Unas noches antes, la familia había celebrado la novedad de Patience y Vane con una bulliciosa ronda de brindis alrededor de la cama de Richard. Honoria había intentado mantenerse un poco al margen, alegando que un segundo embarazo era menos novedoso que un primero; no le habían dejado que se saliera con la suya. Sin embargo, aparte de intercambiar unas cariñosas miradas, ni ella ni Richard habían dicho nada. Por separado, ambos habían sentido la misma necesidad de mantener su novedad en secreto durante un tiempo, para saborearla plenamente antes de compartirla con los demás. Dejó la lata, cogió una bolsa de tela y la llenó con las hojas.

—Haz que la doncella te prepare una infusión de esto todas las mañanas y bébetela antes de levantarte. Debería aliviarte.

A ella le iba bien.

Patience cogió la bolsa con mucho gusto.

—Gracias. A Honoria no parece afectarle. Dice que sólo se siente algo atontada durante una semana.

—Cada mujer es diferente —aseguró Catriona, mientras volvía a su faena de rellenar las bolsitas de lino con hierbas secas.

Tras un instante de amigable silencio, se abrió la puerta. Honoria se asomó y sonrió.

—Aquí estás. Perfecto. Quería preguntarte si tendrías preparado algún remedio para la dentición infantil. —Acercó otro taburete a la mesa, cogió una bolsa vacía y empezó llenarla—. A Sebastian le han salido los dos primeros dientes, pero el resto parece que le están causando más molestias. Se pone tan insoportable… En todo caso, es capaz de gritar más que su padre.

Patience rio entre dientes.

Catriona sonrió abiertamente y se bajó del taburete.

—Los clavos deberían servir. En algún sitio tengo preparado un ungüento.

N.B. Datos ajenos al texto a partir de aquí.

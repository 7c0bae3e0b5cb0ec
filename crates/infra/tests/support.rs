use std::sync::Arc;
use std::time::Duration;

use localstore_common::activity::{RequestTracker, TrackerConfig};
use localstore_common::auth::MemoryTokenStore;
use localstore_infra::{ApiClient, MarketplaceApi};
use wiremock::matchers::{method, path};
use wiremock::{Mock, MockServer, Request, ResponseTemplate};

/// An [`ApiClient`] wired to a mock backend and an in-memory session.
pub struct TestBackend {
    pub server: MockServer,
    pub store: Arc<MemoryTokenStore>,
    pub tracker: RequestTracker,
    pub client: Arc<ApiClient>,
}

impl TestBackend {
    /// Backend with a signed-in session holding `access` and `refresh`.
    pub async fn signed_in(access: &str, refresh: &str) -> Self {
        Self::with_store(MemoryTokenStore::with_tokens(access, refresh), TrackerConfig::local())
            .await
    }

    /// Backend with no stored tokens.
    pub async fn signed_out() -> Self {
        Self::with_store(MemoryTokenStore::new(), TrackerConfig::local()).await
    }

    pub async fn with_store(store: MemoryTokenStore, tracker: TrackerConfig) -> Self {
        let server = MockServer::start().await;
        let store = Arc::new(store);
        let tracker = RequestTracker::new(tracker);
        let client = ApiClient::builder()
            .base_url(server.uri())
            .token_store(store.clone())
            .tracker(tracker.clone())
            .build()
            .expect("client should build against mock server");

        Self { server, store, tracker, client: Arc::new(client) }
    }

    pub fn marketplace(&self) -> MarketplaceApi {
        MarketplaceApi::new(Arc::clone(&self.client))
    }

    /// Answer `POST token/refresh/` with a new access token.
    pub async fn mount_refresh(&self, access: &str, delay: Duration, calls: u64) {
        Mock::given(method("POST"))
            .and(path("/token/refresh/"))
            .respond_with(
                ResponseTemplate::new(200)
                    .set_body_json(serde_json::json!({ "access": access }))
                    .set_delay(delay),
            )
            .expect(calls)
            .mount(&self.server)
            .await;
    }

    /// Reject `POST token/refresh/`.
    pub async fn mount_refresh_rejected(&self) {
        Mock::given(method("POST"))
            .and(path("/token/refresh/"))
            .respond_with(
                ResponseTemplate::new(401)
                    .set_body_json(serde_json::json!({ "detail": "Token is invalid or expired" })),
            )
            .expect(1)
            .mount(&self.server)
            .await;
    }

    /// Requests received for `path`, in arrival order.
    pub async fn requests_to(&self, target: &str) -> Vec<Request> {
        self.server
            .received_requests()
            .await
            .unwrap_or_default()
            .into_iter()
            .filter(|request| request.url.path() == target)
            .collect()
    }
}

/// Value of the Authorization header, if any.
pub fn bearer(request: &Request) -> Option<String> {
    request.headers.get("authorization").and_then(|v| v.to_str().ok()).map(str::to_string)
}

pub fn job_json(id: i64, title: &str) -> serde_json::Value {
    serde_json::json!({
        "id": id,
        "title": title,
        "shop": { "id": 1, "company_name": "Corner Bakery" },
        "is_active": true
    })
}
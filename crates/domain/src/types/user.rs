//! Marketplace user accounts

use serde::{Deserialize, Serialize};

use super::Id;
use crate::impl_domain_status_conversions;

/// Account role chosen at registration.
#[derive(Debug, Clone, Copy, PartialEq, Eq, Hash, Default, Serialize, Deserialize)]
#[serde(rename_all = "SCREAMING_SNAKE_CASE")]
pub enum UserRole {
    #[default]
    JobSeeker,
    ShopOwner,
}

impl_domain_status_conversions!(UserRole {
    JobSeeker => "JOB_SEEKER",
    ShopOwner => "SHOP_OWNER",
});

/// Profile returned by `users/me/`.
#[derive(Debug, Clone, PartialEq, Eq, Serialize, Deserialize)]
pub struct UserProfile {
    pub id: Id,
    pub username: String,
    #[serde(default)]
    pub email: Option<String>,
    #[serde(default)]
    pub mobile_number: Option<String>,
    #[serde(default)]
    pub role: UserRole,
    #[serde(default)]
    pub profile_photo: Option<String>,
}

Mientras fisgoneaba hasta encontrar el tarro y luego llenaba otro más pequeño para Honoria, las otras dos seguían rellenando y cosiendo afanosamente.

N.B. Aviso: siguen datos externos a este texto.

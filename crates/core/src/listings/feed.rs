//! Home feed service - jobs, shops and the viewer's relationship to them

use std::collections::HashMap;
use std::sync::Arc;

use localstore_domain::{ApplicationStatus, GeoPoint, Id, Job, Result, Shop};
use tracing::{debug, warn};

use super::filter::{filter_jobs, filter_shops};
use super::geo::{rank_shops_by_distance, RankedShop};
use super::paging::{paginate, Page};
use crate::applicants::application_status_map;
use crate::marketplace::ports::{ApplicationPort, JobBoardPort, ShopPort};

/// Who is looking at the feed.
#[derive(Debug, Clone, PartialEq)]
pub enum FeedViewer {
    /// Not signed in.
    Guest,
    /// Signed-in shop owner; the feed only holds their own postings.
    ShopOwner { shop: Shop },
    /// Signed-in job seeker with the status of each job applied to.
    JobSeeker { statuses: HashMap<Id, ApplicationStatus> },
}

/// Everything the landing page shows.
#[derive(Debug, Clone, PartialEq)]
pub struct HomeFeed {
    pub jobs: Vec<Job>,
    pub shops: Vec<Shop>,
    pub viewer: FeedViewer,
}

impl HomeFeed {
    /// Jobs matching `term`, one page at a time.
    #[must_use]
    pub fn search_jobs(&self, term: &str, page: usize, per_page: usize) -> Page<&Job> {
        paginate(&filter_jobs(&self.jobs, term), page, per_page)
    }

    /// Shops matching `term`, nearest first when an origin is known.
    #[must_use]
    pub fn search_shops(&self, term: &str, origin: Option<GeoPoint>) -> Vec<RankedShop<'_>> {
        let hits = filter_shops(&self.shops, term);
        match origin {
            Some(origin) => rank_shops_by_distance(hits, origin),
            None => hits.into_iter().map(|shop| RankedShop { shop, distance_km: None }).collect(),
        }
    }

    /// Application status for a job, when the viewer is a job seeker who
    /// applied.
    #[must_use]
    pub fn status_for(&self, job_id: Id) -> Option<ApplicationStatus> {
        match &self.viewer {
            FeedViewer::JobSeeker { statuses } => statuses.get(&job_id).copied(),
            _ => None,
        }
    }

    /// Flip a posting's active flag locally after the server accepted it.
    pub fn mark_active(&mut self, job_id: Id, active: bool) {
        if let Some(job) = self.jobs.iter_mut().find(|job| job.id == job_id) {
            job.is_active = active;
        }
    }
}

/// Builds the [`HomeFeed`].
pub struct HomeFeedService {
    jobs: Arc<dyn JobBoardPort>,
    shops: Arc<dyn ShopPort>,
    applications: Arc<dyn ApplicationPort>,
}

impl HomeFeedService {
    /// Create a new home feed service
    pub fn new(
        jobs: Arc<dyn JobBoardPort>,
        shops: Arc<dyn ShopPort>,
        applications: Arc<dyn ApplicationPort>,
    ) -> Self {
        Self { jobs, shops, applications }
    }

    /// Fetch jobs and shops concurrently, then resolve the viewer.
    ///
    /// Failing to resolve the viewer degrades to the job seeker view, except
    /// for an expired session, which always propagates.
    pub async fn load(&self, signed_in: bool) -> Result<HomeFeed> {
        let (mut jobs, shops) = futures::try_join!(self.jobs.list_jobs(), self.shops.list_shops())?;
        debug!(jobs = jobs.len(), shops = shops.len(), "home feed fetched");

        if !signed_in {
            return Ok(HomeFeed { jobs, shops, viewer: FeedViewer::Guest });
        }

        let my_shop = match self.shops.my_shop().await {
            Ok(shop) => shop,
            Err(err) if err.is_session_expired() => return Err(err),
            Err(err) => {
                debug!(error = %err, "shop lookup failed; treating viewer as job seeker");
                None
            }
        };

        let viewer = match my_shop {
            Some(shop) => {
                jobs.retain(|job| job.shop.id == shop.id);
                FeedViewer::ShopOwner { shop }
            }
            None => {
                let statuses = match self.applications.list_applications().await {
                    Ok(applications) => application_status_map(&applications),
                    Err(err) if err.is_session_expired() => return Err(err),
                    Err(err) => {
                        warn!(error = %err, "failed to fetch application statuses");
                        HashMap::new()
                    }
                };
                FeedViewer::JobSeeker { statuses }
            }
        };

        Ok(HomeFeed { jobs, shops, viewer })
    }
}
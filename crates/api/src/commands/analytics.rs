use localstore_core::ShopPort;
use localstore_domain::{Result as DomainResult, ShopAnalytics};

use crate::context::AppContext;
use crate::utils::execute_command;

/// Dashboard figures for the signed-in shop owner.
pub async fn shop_analytics(ctx: &AppContext) -> DomainResult<ShopAnalytics> {
    execute_command(ctx, "analytics::shop_analytics", || ctx.api.analytics()).await
}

—En realidad —dijo Honoria, pasando una bolsita llena a Patience—, cuando vengas a visitarnos, he de llevarte a visitar nuestra destilería. Sé lo básico, claro, pero estoy segura de que puedes darme algunas lecciones para conseguir efectos benéficos.

—Hmmm… —Patience echó un vistazo hacia las ordenadas hileras de botellas y tarros, todos llenos y etiquetados—. Y cuando hayas terminado en Cambridgeshire, podrías venir y visitar Kent.

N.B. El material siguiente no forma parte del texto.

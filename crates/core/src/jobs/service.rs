//! Job detail service - a posting plus what the viewer may do with it

use std::sync::Arc;

use localstore_domain::{Application, Id, Job, Result};
use tracing::debug;

use crate::marketplace::ports::{ApplicationPort, JobBoardPort, ShopPort};

/// The viewer's relationship to a posting.
#[derive(Debug, Clone, PartialEq)]
pub enum JobViewer {
    Guest,
    /// The posting belongs to the viewer's shop.
    Owner { applications: Vec<Application> },
    /// Any other signed-in user; `application` is set once they applied.
    Seeker { application: Option<Application> },
}

#[derive(Debug, Clone, PartialEq)]
pub struct JobView {
    pub job: Job,
    pub viewer: JobViewer,
}

/// Loads a [`JobView`].
pub struct JobDetailService {
    jobs: Arc<dyn JobBoardPort>,
    shops: Arc<dyn ShopPort>,
    applications: Arc<dyn ApplicationPort>,
}

impl JobDetailService {
    /// Create a new job detail service
    pub fn new(
        jobs: Arc<dyn JobBoardPort>,
        shops: Arc<dyn ShopPort>,
        applications: Arc<dyn ApplicationPort>,
    ) -> Self {
        Self { jobs, shops, applications }
    }

    /// Fetch the posting and resolve ownership.
    pub async fn load(&self, job_id: Id, signed_in: bool) -> Result<JobView> {
        let job = self.jobs.get_job(job_id).await?;
        if !signed_in {
            return Ok(JobView { job, viewer: JobViewer::Guest });
        }

        let owns_job = match self.shops.my_shop().await {
            Ok(shop) => shop.is_some_and(|shop| shop.id == job.shop.id),
            Err(err) if err.is_session_expired() => return Err(err),
            Err(err) => {
                debug!(error = %err, "shop lookup failed; treating viewer as job seeker");
                false
            }
        };

        let applications = self.applications.list_applications().await?;
        let mut for_job = applications.into_iter().filter(|app| app.job_id() == job_id);

        let viewer = if owns_job {
            JobViewer::Owner { applications: for_job.collect() }
        } else {
            JobViewer::Seeker { application: for_job.next() }
        };
        Ok(JobView { job, viewer })
    }
}
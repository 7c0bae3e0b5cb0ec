//! Single-flight execution.
//!
//! Concurrent callers of [`SingleFlight::run`] share one execution of the
//! operation: the first caller starts it, later callers join it, and all of
//! them receive a clone of the same output. The slot is cleared as soon as
//! the execution settles, or when every caller waiting on it has been
//! dropped. An abandoned execution is dropped with the slot and never
//! completes in the background.

use std::future::Future;

use futures::future::{BoxFuture, FutureExt, Shared};
use parking_lot::Mutex;
use tracing::debug;

struct Flight<T> {
    id: u64,
    future: Shared<BoxFuture<'static, T>>,
    waiters: usize,
}

struct State<T> {
    current: Option<Flight<T>>,
    next_id: u64,
}

/// Deduplicates concurrent executions of an async operation.
pub struct SingleFlight<T: Clone> {
    state: Mutex<State<T>>,
}

/// Registered interest in one execution. Dropping the last waiter before the
/// execution settles clears the slot.
struct Waiter<'a, T: Clone> {
    state: &'a Mutex<State<T>>,
    id: u64,
    settled: bool,
}

impl<T: Clone> Drop for Waiter<'_, T> {
    fn drop(&mut self) {
        let mut state = self.state.lock();
        let Some(flight) = state.current.as_mut().filter(|flight| flight.id == self.id) else {
            return;
        };
        flight.waiters = flight.waiters.saturating_sub(1);
        if self.settled || flight.waiters == 0 {
            if !self.settled {
                debug!("all waiters gone; abandoning in-flight operation");
            }
            state.current = None;
        }
    }
}

impl<T> SingleFlight<T>
where
    T: Clone + Send + Sync + 'static,
{
    /// Create an idle single-flight slot.
    #[must_use]
    pub fn new() -> Self {
        Self { state: Mutex::new(State { current: None, next_id: 0 }) }
    }

    /// Whether an execution is currently in flight.
    #[must_use]
    pub fn is_in_flight(&self) -> bool {
        self.state.lock().current.is_some()
    }

    /// Run `make()` unless an execution is already in flight, in which case
    /// await that one instead. `make` is only invoked by the leading caller.
    pub async fn run<F, Fut>(&self, make: F) -> T
    where
        F: FnOnce() -> Fut,
        Fut: Future<Output = T> + Send + 'static,
    {
        let (shared, mut waiter) = {
            let mut state = self.state.lock();
            let (id, shared) = match state.current.as_mut() {
                Some(flight) => {
                    debug!("joining in-flight operation");
                    flight.waiters += 1;
                    (flight.id, flight.future.clone())
                }
                None => {
                    let id = state.next_id;
                    state.next_id = state.next_id.wrapping_add(1);
                    let future = make().boxed().shared();
                    state.current = Some(Flight { id, future: future.clone(), waiters: 1 });
                    (id, future)
                }
            };
            (shared, Waiter { state: &self.state, id, settled: false })
        };

        let output = shared.await;
        waiter.settled = true;
        output
    }
}

impl<T> Default for SingleFlight<T>
where
    T: Clone + Send + Sync + 'static,
{
    fn default() -> Self {
        Self::new()
    }
}

impl<T: Clone> std::fmt::Debug for SingleFlight<T> {
    fn fmt(&self, f: &mut std::fmt::Formatter<'_>) -> std::fmt::Result {
        f.debug_struct("SingleFlight")
            .field("in_flight", &self.state.lock().current.is_some())
            .finish()
    }
}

De ordinario, habría dicho de inmediato que ella jamás abandonaba el valle. En cambio, asaltada por un impulso que no pudo definir, sonrió afectuosamente.

—Ya veremos.

Aquel día se reunieron todos para el almuerzo. Cuando sonó el gong, las tres damas abandonaron la destilería donde habían pasado una amigable hora acabando los saquitos de lino e intercambiando comentarios domésticos. Mientras se dirigía tranquilamente con su cuñada y su prima política hacia el salón, Catriona fue incapaz de recordar una experiencia parecida. Jamás había participado antes de una conversación semejante, nunca se había expuesto a la calidez de las confidencias compartidas ni de los consejos ofrecidos con franqueza.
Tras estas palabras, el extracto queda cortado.